Michael A. Crawford, research director in the local office of Bullock Mannelly Partners, tells GlobeSt.com, "Based on our first-quarter report, we are calling for slower, more stable growth in the retail sector."

For starters, Crawford envisions availability of Atlanta's 140 million sf of retail product to rise over the course of 2002. Compared to Q1 of 2001, the vacancy rate for all classes of space jumped 2.7% to 9%, Bullock Mannelly's research indicates.

The recession sent absorption rates downward and resulted in the closing of several local under-performing stores. As excess supply continues to fill the market and consumer spending remains depressed, Crawford expects the vacancy rate to remain above 9% for the remainder of '02.

"South Atlanta should continue to grow this year driven by the strength of the housing market," Crawford says. South Metro's submarket, for instance, reports a current vacancy rate of 6.3%.
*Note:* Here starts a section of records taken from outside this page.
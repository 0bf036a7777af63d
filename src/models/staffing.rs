//! Staffing guide models: scheduled headcount per position per open day.

use std::collections::BTreeMap;

use chrono::NaiveDate;
use serde::{Deserialize, Serialize};

/// Position label used for employees without a position.
pub const UNASSIGNED_POSITION: &str = "Unassigned";

/// Headcount for one open date.
#[derive(Debug, Clone, PartialEq, Eq, Default, Serialize, Deserialize)]
pub struct DailyStaffing {
    /// The date counted.
    pub date: NaiveDate,
    /// Staff scheduled per position. Every position in the guide is present.
    pub headcount: BTreeMap<String, u32>,
    /// Staff scheduled across all positions.
    pub total_staff: u32,
}

/// How many employees are scheduled for each position on each open day.
#[derive(Debug, Clone, PartialEq, Eq, Default, Serialize, Deserialize)]
pub struct StaffingGuide {
    /// Every position with at least one worked shift, sorted.
    pub positions: Vec<String>,
    /// One row per open date of the week, in date order.
    pub days: Vec<DailyStaffing>,
}

impl StaffingGuide {
    /// Staff scheduled for `position` on `date`, zero if none.
    pub fn headcount(&self, date: NaiveDate, position: &str) -> u32 {
        self.days
            .iter()
            .find(|d| d.date == date)
            .and_then(|d| d.headcount.get(position).copied())
            .unwrap_or(0)
    }

    /// Total staff scheduled on each position over the week.
    pub fn position_totals(&self) -> BTreeMap<&str, u32> {
        let mut totals: BTreeMap<&str, u32> = BTreeMap::new();
        for day in &self.days {
            for (position, count) in &day.headcount {
                *totals.entry(position.as_str()).or_default() += count;
            }
        }
        totals
    }
}
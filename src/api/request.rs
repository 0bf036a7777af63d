//! Request types for the Labor Cost Engine API.
//!
//! This module defines the JSON request structures for the `/calculate` endpoint.

use chrono::{NaiveDate, Weekday};
use rust_decimal::Decimal;
use serde::{Deserialize, Serialize};

use crate::config::RestaurantSettings;
use crate::models::{Employee, PayType, ScheduleWeek, ShiftTextEntry};

/// Request body for the `/calculate` endpoint.
///
/// Carries one week of the schedule grid. Any setting left out falls back to
/// the server's loaded restaurant configuration, and an omitted employee list
/// falls back to the active roster.
#[derive(Debug, Clone, Serialize, Deserialize)]
pub struct CalculationRequest {
    /// The first date of the week to cost.
    pub week_start: NaiveDate,
    /// Employees to cost; the configured roster when omitted.
    #[serde(default)]
    pub employees: Option<Vec<EmployeeRequest>>,
    /// The shift text grid for the week.
    #[serde(default)]
    pub shifts: Vec<ShiftTextRequest>,
    /// Overrides the configured labor goal.
    #[serde(default)]
    pub labor_goal_percentage: Option<Decimal>,
    /// Overrides the configured closed weekdays.
    #[serde(default)]
    pub closed_days: Option<Vec<Weekday>>,
    /// Overrides the configured closed-day marker.
    #[serde(default)]
    pub closed_day_marker: Option<String>,
}

impl CalculationRequest {
    /// The week this request covers.
    pub fn week(&self) -> ScheduleWeek {
        ScheduleWeek::starting(self.week_start)
    }

    /// Applies this request's overrides on top of `base`.
    pub fn settings(&self, base: &RestaurantSettings) -> RestaurantSettings {
        RestaurantSettings {
            name: base.name.clone(),
            labor_goal_percentage: self
                .labor_goal_percentage
                .unwrap_or(base.labor_goal_percentage),
            closed_days: self
                .closed_days
                .clone()
                .unwrap_or_else(|| base.closed_days.clone()),
            closed_day_marker: self
                .closed_day_marker
                .clone()
                .unwrap_or_else(|| base.closed_day_marker.clone()),
        }
    }
}

/// Employee information in a calculation request.
#[derive(Debug, Clone, Serialize, Deserialize)]
pub struct EmployeeRequest {
    /// Unique identifier for the employee.
    pub id: String,
    /// Display name.
    #[serde(default)]
    pub name: String,
    /// Job position.
    #[serde(default)]
    pub position: String,
    /// How the employee is paid.
    pub pay_type: PayType,
    /// Hourly rate, or weekly salary for salaried staff.
    pub pay_rate: Decimal,
    /// Informational weekly hours target.
    #[serde(default)]
    pub weekly_hours: Option<Decimal>,
}

/// One cell of the schedule grid in a calculation request.
#[derive(Debug, Clone, Serialize, Deserialize)]
pub struct ShiftTextRequest {
    /// The employee the cell belongs to.
    pub employee_id: String,
    /// The date of the cell.
    pub date: NaiveDate,
    /// The text typed into the cell.
    #[serde(default)]
    pub text: String,
}

impl From<EmployeeRequest> for Employee {
    fn from(req: EmployeeRequest) -> Self {
        Employee {
            id: req.id,
            name: req.name,
            position: req.position,
            pay_type: req.pay_type,
            pay_rate: req.pay_rate,
            weekly_hours: req.weekly_hours,
            active: true,
        }
    }
}

impl From<ShiftTextRequest> for ShiftTextEntry {
    fn from(req: ShiftTextRequest) -> Self {
        ShiftTextEntry::new(req.employee_id, req.date, req.text)
    }
}

#[cfg(test)]
mod tests {
    use super::*;

    #[test]
    fn test_minimal_request_uses_base_settings() {
        let request: CalculationRequest =
            serde_json::from_str(r#"{ "week_start": "2025-03-03" }"#).unwrap();
        let base = RestaurantSettings {
            closed_days: vec![Weekday::Mon],
            ..RestaurantSettings::default()
        };

        assert!(request.employees.is_none());
        assert!(request.shifts.is_empty());
        assert_eq!(request.settings(&base), base);
        assert_eq!(request.week().end_date(), NaiveDate::from_ymd_opt(2025, 3, 9).unwrap());
    }

    #[test]
    fn test_overrides_replace_base_settings() {
        let request: CalculationRequest = serde_json::from_str(
            r#"{
                "week_start": "2025-03-03",
                "labor_goal_percentage": "30",
                "closed_days": ["Sun"],
                "closed_day_marker": "OFF"
            }"#,
        )
        .unwrap();
        let settings = request.settings(&RestaurantSettings::default());

        assert_eq!(settings.labor_goal_percentage, Decimal::from(30));
        assert_eq!(settings.closed_days, vec![Weekday::Sun]);
        assert_eq!(settings.closed_day_marker, "OFF");
    }

    #[test]
    fn test_employee_request_conversion() {
        let req: EmployeeRequest = serde_json::from_str(
            r#"{ "id": "emp_001", "pay_type": "salary", "pay_rate": "1000.00" }"#,
        )
        .unwrap();
        let employee: Employee = req.into();
        assert_eq!(employee.pay_type, PayType::Salary);
        assert!(employee.active);
    }
}
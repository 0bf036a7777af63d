//! Weekly labor cost allocation.
//!
//! Costs every employee's week independently, then aggregates the shift
//! costs into daily totals and a weekly summary. Allocation is pure: the
//! same inputs always produce the same [`AllocationResult`].

use std::collections::HashMap;
use std::time::Instant;

use rust_decimal::Decimal;
use tracing::{debug, info, warn};

use super::daily_aggregation::{aggregate_daily_totals, summarize_week};
use super::overtime_strategy::{
    FrontLoadedOvertime, OvertimeStrategy, WEEKLY_OVERTIME_THRESHOLD,
};
use super::shift_cost::{calculate_daily_salary, calculate_hourly_shift_cost};
use super::week_builder::build_week_assignments;
use crate::config::RestaurantSettings;
use crate::error::{EngineError, EngineResult};
use crate::models::{
    AllocationResult, CalculationWarning, Employee, EmployeeWeekSummary, PayType, ScheduleWeek,
    ShiftCostEntry, ShiftTextEntry, WeekAssignments, WeeklyAssignment,
};

/// Costs schedule weeks using a pluggable overtime policy.
///
/// # Examples
///
/// ```
/// use labor_cost_engine::calculation::{parse_shift, LaborCostAllocator};
/// use labor_cost_engine::models::{Employee, WeekAssignments, WeeklyAssignment};
/// use chrono::NaiveDate;
/// use rust_decimal::Decimal;
///
/// let mut assignment = WeeklyAssignment::new("emp_002");
/// assignment.insert(
///     NaiveDate::from_ymd_opt(2025, 3, 3).unwrap(),
///     parse_shift("9am-5pm", "CLOSED").shift,
/// );
/// let mut week = WeekAssignments::new();
/// week.insert("emp_002".to_string(), assignment);
///
/// let employees = vec![Employee::hourly("emp_002", Decimal::from(20))];
/// let result = LaborCostAllocator::new().allocate(&week, &employees, Decimal::from(25));
///
/// assert_eq!(result.weekly_summary.total_cost, Decimal::from(160));
/// assert_eq!(result.weekly_summary.required_sales, Decimal::from(640));
/// ```
#[derive(Debug, Clone, Default)]
pub struct LaborCostAllocator<S = FrontLoadedOvertime> {
    strategy: S,
}

impl LaborCostAllocator {
    /// Creates an allocator using [`FrontLoadedOvertime`].
    pub fn new() -> Self {
        Self::default()
    }
}

impl<S: OvertimeStrategy> LaborCostAllocator<S> {
    /// Creates an allocator using the given overtime policy.
    pub fn with_strategy(strategy: S) -> Self {
        Self { strategy }
    }

    /// The overtime policy in use.
    pub fn strategy(&self) -> &S {
        &self.strategy
    }

    /// Costs one week of parsed assignments.
    ///
    /// Assignments for employees missing from `employees` produce one
    /// `UNKNOWN_EMPLOYEE` warning per worked shift. Employees that fail
    /// validation are skipped with an `INVALID_EMPLOYEE` warning.
    pub fn allocate(
        &self,
        week_assignments: &WeekAssignments,
        employees: &[Employee],
        labor_goal_percentage: Decimal,
    ) -> AllocationResult {
        let start_time = Instant::now();
        let mut roster: HashMap<&str, &Employee> = HashMap::with_capacity(employees.len());
        for employee in employees {
            roster.entry(employee.id.as_str()).or_insert(employee);
        }

        let mut shift_costs: Vec<ShiftCostEntry> = Vec::new();
        let mut employee_summaries: Vec<EmployeeWeekSummary> = Vec::new();
        let mut warnings: Vec<CalculationWarning> = Vec::new();

        for (employee_id, assignment) in week_assignments {
            let Some(employee) = roster.get(employee_id.as_str()) else {
                for (date, _) in assignment.worked_shifts() {
                    let err = EngineError::UnknownEmployee {
                        employee_id: employee_id.clone(),
                        date,
                    };
                    warn!(error = %err, "Skipping shift for unknown employee");
                    warnings.push(CalculationWarning::from_error(&err));
                }
                continue;
            };

            if let Err(err) = employee.validate() {
                warn!(employee_id = %employee_id, error = %err, "Skipping invalid employee");
                warnings.push(CalculationWarning::from_error(&err));
                continue;
            }

            let costing = match employee.pay_type {
                PayType::Hourly => self.cost_hourly(employee, assignment),
                PayType::Salary => Ok(cost_salaried(employee, assignment)),
            };
            let costing = match costing {
                Ok(Some(costing)) => costing,
                Ok(None) => continue,
                Err(err) => {
                    warn!(
                        employee_id = %employee_id,
                        error = %err,
                        "Skipping employee whose costs are out of range"
                    );
                    warnings.push(CalculationWarning::from_error(&err));
                    continue;
                }
            };

            debug!(
                employee_id = %employee_id,
                pay_type = ?employee.pay_type,
                total_hours = %costing.summary.total_hours,
                overtime_hours = %costing.summary.overtime_hours,
                total_cost = %costing.summary.total_cost,
                "Employee week costed"
            );
            shift_costs.extend(costing.entries);
            employee_summaries.push(costing.summary);
        }

        let daily_totals =
            aggregate_daily_totals(&shift_costs, labor_goal_percentage, &mut warnings);
        let weekly_summary =
            summarize_week(&daily_totals, &shift_costs, &employee_summaries, &mut warnings);

        info!(
            employees = employee_summaries.len(),
            shifts = shift_costs.len(),
            total_cost = %weekly_summary.total_cost,
            required_sales = %weekly_summary.required_sales,
            warnings = warnings.len(),
            duration_us = start_time.elapsed().as_micros(),
            "Labor cost allocation completed"
        );

        AllocationResult {
            shift_costs,
            daily_totals,
            employee_summaries,
            weekly_summary,
            warnings,
        }
    }

    /// Parses the shift-text grid for `week` and costs it under `settings`.
    ///
    /// Settings warnings come first in the result, then parsing warnings,
    /// then allocation warnings. A negative labor goal is costed with zero
    /// required sales and an `INVALID_SETTINGS` warning.
    pub fn calculate_week(
        &self,
        week: &ScheduleWeek,
        employees: &[Employee],
        shift_text: &[ShiftTextEntry],
        settings: &RestaurantSettings,
    ) -> AllocationResult {
        let build = build_week_assignments(
            week,
            shift_text,
            employees,
            &settings.closed_days,
            &settings.closed_day_marker,
        );
        let mut result =
            self.allocate(&build.assignments, employees, settings.labor_goal_percentage);

        let mut warnings = Vec::new();
        if let Err(err) = settings.validate() {
            warn!(error = %err, "Costing week with invalid settings");
            warnings.push(CalculationWarning::from_error(&err));
        }
        warnings.extend(build.warnings);
        warnings.append(&mut result.warnings);
        result.warnings = warnings;
        result
    }

    fn cost_hourly(
        &self,
        employee: &Employee,
        assignment: &WeeklyAssignment,
    ) -> EngineResult<Option<EmployeeCosting>> {
        let worked: Vec<_> = assignment.worked_shifts().collect();
        if worked.is_empty() {
            return Ok(None);
        }

        let hours: Vec<Decimal> = worked.iter().map(|(_, shift)| shift.duration_hours).collect();
        let splits = self.strategy.allocate(&hours, WEEKLY_OVERTIME_THRESHOLD);

        let mut overtime_premium = Decimal::ZERO;
        let entries = worked
            .iter()
            .zip(splits)
            .map(|((date, shift), split)| {
                let cost = calculate_hourly_shift_cost(split, employee.pay_rate)?;
                overtime_premium += cost.overtime_premium;
                Ok(ShiftCostEntry {
                    employee_id: employee.id.clone(),
                    date: *date,
                    start_time: shift.start_time,
                    end_time: shift.end_time,
                    hours: shift.duration_hours,
                    regular_hours: split.regular_hours,
                    overtime_hours: split.overtime_hours,
                    cost: cost.total_cost,
                    is_overtime: split.has_overtime(),
                })
            })
            .collect::<EngineResult<Vec<_>>>()?;

        Ok(Some(EmployeeCosting::new(employee, entries, overtime_premium)))
    }
}

/// Costs `week_assignments` with the default front-loaded overtime policy.
pub fn allocate(
    week_assignments: &WeekAssignments,
    employees: &[Employee],
    labor_goal_percentage: Decimal,
) -> AllocationResult {
    LaborCostAllocator::new().allocate(week_assignments, employees, labor_goal_percentage)
}

struct EmployeeCosting {
    entries: Vec<ShiftCostEntry>,
    summary: EmployeeWeekSummary,
}

impl EmployeeCosting {
    fn new(employee: &Employee, entries: Vec<ShiftCostEntry>, overtime_premium: Decimal) -> Self {
        let summary = EmployeeWeekSummary {
            employee_id: employee.id.clone(),
            pay_type: employee.pay_type,
            working_days: entries.len() as u32,
            total_hours: entries.iter().map(|e| e.hours).sum(),
            regular_hours: entries.iter().map(|e| e.regular_hours).sum(),
            overtime_hours: entries.iter().map(|e| e.overtime_hours).sum(),
            total_cost: entries.iter().map(|e| e.cost).sum(),
            overtime_premium,
        };
        Self { entries, summary }
    }
}

/// Salaried staff are paid the same share of their weekly salary on every
/// day worked, however long the shift. Their hours are reported as regular.
fn cost_salaried(employee: &Employee, assignment: &WeeklyAssignment) -> Option<EmployeeCosting> {
    let working_days = u32::try_from(assignment.working_days()).ok()?;
    let daily_salary = calculate_daily_salary(employee.pay_rate, working_days)?;

    let entries = assignment
        .worked_shifts()
        .map(|(date, shift)| ShiftCostEntry {
            employee_id: employee.id.clone(),
            date,
            start_time: shift.start_time,
            end_time: shift.end_time,
            hours: shift.duration_hours,
            regular_hours: shift.duration_hours,
            overtime_hours: Decimal::ZERO,
            cost: daily_salary,
            is_overtime: false,
        })
        .collect();

    Some(EmployeeCosting::new(employee, entries, Decimal::ZERO))
}
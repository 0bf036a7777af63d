//! HTTP request handlers for the Labor Cost Engine API.
//!
//! This module contains the handler functions for all API endpoints.

use std::time::Instant;

use axum::{
    extract::{rejection::JsonRejection, State},
    http::{header, StatusCode},
    response::IntoResponse,
    routing::post,
    Json, Router,
};
use tracing::{info, warn};
use uuid::Uuid;

use crate::calculation::build_staffing_guide;
use crate::error::EngineResult;
use crate::models::{Employee, LaborCostReport, ShiftTextEntry};

use super::request::CalculationRequest;
use super::response::{ApiError, ApiErrorResponse};
use super::state::AppState;

/// Creates the API router with all endpoints.
pub fn create_router(state: AppState) -> Router {
    Router::new()
        .route("/calculate", post(calculate_handler))
        .with_state(state)
}

/// Handler for POST /calculate endpoint.
///
/// Accepts one week of the schedule grid and returns the labor cost report.
async fn calculate_handler(
    State(state): State<AppState>,
    payload: Result<Json<CalculationRequest>, JsonRejection>,
) -> impl IntoResponse {
    let correlation_id = Uuid::new_v4();
    info!(correlation_id = %correlation_id, "Processing calculation request");

    let request = match payload {
        Ok(Json(req)) => req,
        Err(rejection) => {
            let error = match rejection {
                JsonRejection::JsonDataError(err) => {
                    let body_text = err.body_text();
                    warn!(
                        correlation_id = %correlation_id,
                        error = %body_text,
                        "JSON data error"
                    );
                    if body_text.contains("missing field") {
                        ApiError::validation_error(body_text)
                    } else {
                        ApiError::malformed_json(body_text)
                    }
                }
                JsonRejection::JsonSyntaxError(err) => {
                    warn!(
                        correlation_id = %correlation_id,
                        error = %err,
                        "JSON syntax error"
                    );
                    ApiError::malformed_json(format!("Invalid JSON syntax: {}", err))
                }
                JsonRejection::MissingJsonContentType(_) => {
                    ApiError::new("MISSING_CONTENT_TYPE", "Content-Type must be application/json")
                }
                _ => ApiError::malformed_json("Failed to parse request body"),
            };
            return (
                StatusCode::BAD_REQUEST,
                [(header::CONTENT_TYPE, "application/json")],
                Json(error),
            )
                .into_response();
        }
    };

    let start_time = Instant::now();
    let shifts_count = request.shifts.len();
    match perform_calculation(request, &state) {
        Ok(report) => {
            info!(
                correlation_id = %correlation_id,
                week_start = %report.week.start_date,
                shifts_count,
                total_cost = %report.result.weekly_summary.total_cost,
                warnings = report.result.warnings.len(),
                duration_us = start_time.elapsed().as_micros(),
                "Calculation completed successfully"
            );
            (
                StatusCode::OK,
                [(header::CONTENT_TYPE, "application/json")],
                Json(report),
            )
                .into_response()
        }
        Err(err) => {
            warn!(
                correlation_id = %correlation_id,
                error = %err,
                "Calculation failed"
            );
            let api_error: ApiErrorResponse = err.into();
            (
                api_error.status,
                [(header::CONTENT_TYPE, "application/json")],
                Json(api_error.error),
            )
                .into_response()
        }
    }
}

/// Resolves the request against the loaded configuration and costs the week.
///
/// Explicitly supplied employees are validated up front; settings and
/// problems inside the shift grid are reported as warnings in the report.
fn perform_calculation(
    request: CalculationRequest,
    state: &AppState,
) -> EngineResult<LaborCostReport> {
    let config = state.config();
    let week = request.week();
    let settings = request.settings(config.settings());

    let employees: Vec<Employee> = match request.employees {
        Some(employees) => employees.into_iter().map(Into::into).collect(),
        None => config.employees(),
    };
    for employee in &employees {
        employee.validate()?;
    }

    let shift_text: Vec<ShiftTextEntry> = request.shifts.into_iter().map(Into::into).collect();
    let result = state
        .allocator()
        .calculate_week(&week, &employees, &shift_text, &settings);

    let staffing =
        build_staffing_guide(&week, &result.shift_costs, &employees, &settings.closed_days);
    Ok(LaborCostReport::new(week, settings.labor_goal_percentage, result).with_staffing(staffing))
}
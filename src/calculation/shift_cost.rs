//! Per-shift cost calculation for hourly and salaried staff.

use rust_decimal::Decimal;
use serde::{Deserialize, Serialize};

use super::overtime_strategy::{HoursSplit, OVERTIME_MULTIPLIER};
use crate::error::{EngineError, EngineResult};

/// The cost of one hourly shift.
#[derive(Debug, Clone, Copy, PartialEq, Eq, Serialize, Deserialize)]
pub struct HourlyShiftCost {
    /// The regular/overtime split the cost was computed from.
    pub split: HoursSplit,
    /// The rate paid for overtime hours.
    pub overtime_rate: Decimal,
    /// `regular_hours * pay_rate`.
    pub regular_cost: Decimal,
    /// `overtime_hours * overtime_rate`.
    pub overtime_cost: Decimal,
    /// Regular plus overtime cost.
    pub total_cost: Decimal,
    /// The part of `overtime_cost` above the base rate.
    pub overtime_premium: Decimal,
}

/// Costs one hourly shift from its regular/overtime split.
///
/// Regular hours are paid at `pay_rate`; overtime hours at
/// `pay_rate * 1.5`.
///
/// # Errors
///
/// Returns [`EngineError::CalculationError`] if any figure overflows.
///
/// # Examples
///
/// ```
/// use labor_cost_engine::calculation::{calculate_hourly_shift_cost, HoursSplit};
/// use rust_decimal::Decimal;
/// use std::str::FromStr;
///
/// let split = HoursSplit {
///     regular_hours: Decimal::from(4),
///     overtime_hours: Decimal::from(4),
/// };
/// let cost = calculate_hourly_shift_cost(split, Decimal::from_str("20.00").unwrap()).unwrap();
///
/// assert_eq!(cost.regular_cost, Decimal::from(80));
/// assert_eq!(cost.overtime_cost, Decimal::from(120));
/// assert_eq!(cost.total_cost, Decimal::from(200));
/// ```
pub fn calculate_hourly_shift_cost(
    split: HoursSplit,
    pay_rate: Decimal,
) -> EngineResult<HourlyShiftCost> {
    let overflow = || EngineError::CalculationError {
        message: format!(
            "cost of {} hours at rate {} is out of range",
            split.total_hours(),
            pay_rate
        ),
    };

    let overtime_rate = pay_rate.checked_mul(OVERTIME_MULTIPLIER).ok_or_else(overflow)?;
    let regular_cost = split.regular_hours.checked_mul(pay_rate).ok_or_else(overflow)?;
    let overtime_cost = split
        .overtime_hours
        .checked_mul(overtime_rate)
        .ok_or_else(overflow)?;
    let total_cost = regular_cost.checked_add(overtime_cost).ok_or_else(overflow)?;
    let overtime_premium = overtime_cost - split.overtime_hours * pay_rate;

    Ok(HourlyShiftCost {
        split,
        overtime_rate,
        regular_cost,
        overtime_cost,
        total_cost,
        overtime_premium,
    })
}

/// Spreads a weekly salary evenly across the days actually worked.
///
/// Returns `None` when `working_days` is zero, in which case the employee
/// contributes nothing to the week.
///
/// # Examples
///
/// ```
/// use labor_cost_engine::calculation::calculate_daily_salary;
/// use rust_decimal::Decimal;
///
/// assert_eq!(calculate_daily_salary(Decimal::from(700), 5), Some(Decimal::from(140)));
/// assert_eq!(calculate_daily_salary(Decimal::from(700), 0), None);
/// ```
pub fn calculate_daily_salary(weekly_salary: Decimal, working_days: u32) -> Option<Decimal> {
    if working_days == 0 {
        return None;
    }
    Some(weekly_salary / Decimal::from(working_days))
}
Stimulating business activity even further south is the construction of a $90-million power center being developed by North American Properties. Site work has already begun on the 750,000-sf Camp Creek MarketPlace this month, with a Q2 2003 opening scheduled. In all, some 3.5 million sf of space is being developed across Atlanta at the moment, Crawford says.

As for overall investment sales, Crawford says sales of neighborhood and community centers will slow further. "There are lots of concessions being offered and tenant retentions," he says. "Instead of selling assets, investors are taking advantage of low mortgage rates and refinancing their properties."

The current average sales price for multi-tenant retail centers is $75.80 per sf. Specific property types being negatively impacted are power centers. "Unless located in a strong demographic area with less competition, I think power centers, as a whole, will struggle until we see stronger economic activity," Crawford says. "The income streams are harder to maintain than grocery-anchored centers."

Meanwhile, well-positioned, grocery-anchored centers will perform well this year. "These are the retail properties of choice," he says. "Big box and shadow-anchored centers are still in favor but require more equity to be put in or left in the deal to achieve attractive financing."